= EXERCISE AIM =
All entries must be transcribed without a single difference.

= DATA SECTION =
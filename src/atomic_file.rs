// 原子文件替换
//
// 配置与渲染页共用的写入协议：
// 1. 写入 `<name>.<ext>.tmp`
// 2. 目标文件存在时先备份到 `<name>.<ext>.bak`
// 3. 重命名临时文件到目标文件，成功后删除备份，失败则从备份恢复

use anyhow::Result;
use std::path::{Path, PathBuf};

fn sibling(path: &Path, suffix: &str) -> PathBuf {
    match path.extension() {
        Some(ext) => path.with_extension(format!("{}.{}", ext.to_string_lossy(), suffix)),
        None => path.with_extension(suffix),
    }
}

/// 原子替换文件内容
pub(crate) fn replace_file(path: &Path, contents: &[u8]) -> Result<()> {
    let temp_path = sibling(path, "tmp");
    let backup_path = sibling(path, "bak");

    std::fs::write(&temp_path, contents).map_err(|e| {
        tracing::error!("写入临时文件失败 {:?}: {}", temp_path, e);
        e
    })?;

    if path.exists() {
        if backup_path.exists() {
            let _ = std::fs::remove_file(&backup_path);
        }
        std::fs::rename(path, &backup_path).map_err(|e| {
            tracing::error!("备份旧文件失败 {:?}: {}", path, e);
            e
        })?;
    }

    match std::fs::rename(&temp_path, path) {
        Ok(_) => {
            let _ = std::fs::remove_file(&backup_path);
            Ok(())
        }
        Err(e) => {
            tracing::error!("重命名临时文件失败 {:?}: {}", temp_path, e);
            if backup_path.exists() {
                if let Err(restore_err) = std::fs::rename(&backup_path, path) {
                    tracing::error!("恢复备份失败: {}", restore_err);
                } else {
                    tracing::info!("已从备份恢复 {:?}", path);
                }
            }
            let _ = std::fs::remove_file(&temp_path);
            Err(e.into())
        }
    }
}

#[cfg(test)]
mod tests {
    use super::*;

    #[test]
    fn replace_file_should_create_and_overwrite() {
        let temp = tempfile::tempdir().expect("create temp dir");
        let path = temp.path().join("page.html");

        replace_file(&path, b"first").expect("first write");
        assert_eq!(std::fs::read_to_string(&path).unwrap(), "first");

        replace_file(&path, b"second").expect("second write");
        assert_eq!(std::fs::read_to_string(&path).unwrap(), "second");

        assert!(!temp.path().join("page.html.tmp").exists());
        assert!(!temp.path().join("page.html.bak").exists());
    }

    #[test]
    fn replace_file_should_fail_when_dir_missing() {
        let temp = tempfile::tempdir().expect("create temp dir");
        let path = temp.path().join("missing").join("config.json");

        assert!(replace_file(&path, b"{}").is_err());
        assert!(!path.exists());
    }

    #[test]
    fn sibling_should_keep_extension() {
        assert_eq!(
            sibling(Path::new("/a/config.json"), "bak"),
            PathBuf::from("/a/config.json.bak")
        );
        assert_eq!(sibling(Path::new("/a/notes"), "tmp"), PathBuf::from("/a/notes.tmp"));
    }
}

= ANSWER SECTION =
filename src/atomic_file.rs
// 原子文件替换
//
// 配置与渲染页共用的写入协议：
// 1. 写入 `<name>.<ext>.tmp`
// 2. 目标文件存在时先备份到 `<name>.<ext>.bak`
// 3. 重命名临时文件到目标文件，成功后删除备份，失败则从备份恢复

use anyhow::Result;
use std::path::{Path, PathBuf};

fn sibling(path: &Path, suffix: &str) -> PathBuf {
    match path.extension() {
        Some(ext) => path.with_extension(format!("{}.{}", ext.to_string_lossy(), suffix)),
        None => path.with_extension(suffix),
    }
}

/// 原子替换文件内容
pub(crate) fn replace_file(path: &Path, contents: &[u8]) -> Result<()> {
    let temp_path = sibling(path, "tmp");
    let backup_path = sibling(path, "bak");

    std::fs::write(&temp_path, contents).map_err(|e| {
        tracing::error!("写入临时文件失败 {:?}: {}", temp_path, e);
        e
    })?;

    if path.exists() {
        if backup_path.exists() {
            let _ = std::fs::remove_file(&backup_path);
        }
        std::fs::rename(path, &backup_path).map_err(|e| {
            tracing::error!("备份旧文件失败 {:?}: {}", path, e);
            e
        })?;
    }

    match std::fs::rename(&temp_path, path) {
        Ok(_) => {
            let _ = std::fs::remove_file(&backup_path);
            Ok(())
        }
        Err(e) => {
            tracing::error!("重命名临时文件失败 {:?}: {}", temp_path, e);
            if backup_path.exists() {
                if let Err(restore_err) = std::fs::rename(&backup_path, path) {
                    tracing::error!("恢复备份失败: {}", restore_err);
                } else {
                    tracing::info!("已从备份恢复 {:?}", path);
                }
            }
            let _ = std::fs::remove_file(&temp_path);
            Err(e.into())
        }
    }
}

#[cfg(test)]
mod tests {
    use super::*;

    #[test]
    fn replace_file_should_create_and_overwrite() {
        let temp = tempfile::tempdir().expect("create temp dir");
        let path = temp.path().join("page.html");

        replace_file(&path, b"first").expect("first write");
        assert_eq!(std::fs::read_to_string(&path).unwrap(), "first");

        replace_file(&path, b"second").expect("second write");
        assert_eq!(std::fs::read_to_string(&path).unwrap(), "second");

        assert!(!temp.path().join("page.html.tmp").exists());
        assert!(!temp.path().join("page.html.bak").exists());
    }

    #[test]
    fn replace_file_should_fail_when_dir_missing() {
        let temp = tempfile::tempdir().expect("create temp dir");
        let path = temp.path().join("missing").join("config.json");

        assert!(replace_file(&path, b"{}").is_err());
        assert!(!path.exists());
    }

    #[test]
    fn sibling_should_keep_extension() {
        assert_eq!(
            sibling(Path::new("/a/config.json"), "bak"),
            PathBuf::from("/a/config.json.bak")
        );
        assert_eq!(sibling(Path::new("/a/notes"), "tmp"), PathBuf::from("/a/notes.tmp"));
    }
}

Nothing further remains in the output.